▶ [Work request]:
Copy out exactly the lines from the one containing "customers available to" to the end of the records below, both included, and nothing else.

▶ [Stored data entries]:
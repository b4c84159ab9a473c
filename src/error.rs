//! Errors that end a run.
//!
//! Failures inside a single order iteration never show up here; the
//! order generator logs and counts them instead.

use datagen_core::{SettingsError, StoreError};
use datagen_generator::GeneratorError;
use thiserror::Error;

#[derive(Error, Debug)]
pub enum DatagenError {
    /// A seed pass, identifier load or settings read failed.
    #[error(transparent)]
    Store(#[from] StoreError),

    /// A required setting is missing or malformed.
    #[error(transparent)]
    Settings(#[from] SettingsError),

    #[error(transparent)]
    Generator(#[from] GeneratorError),

    /// A batch was requested but there is no customer to place orders for.
    #[error("No customers available to place orders")]
    NoCustomers,
}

▶ [Written solution]:
    #[error("No customers available to place orders")]
    NoCustomers,
}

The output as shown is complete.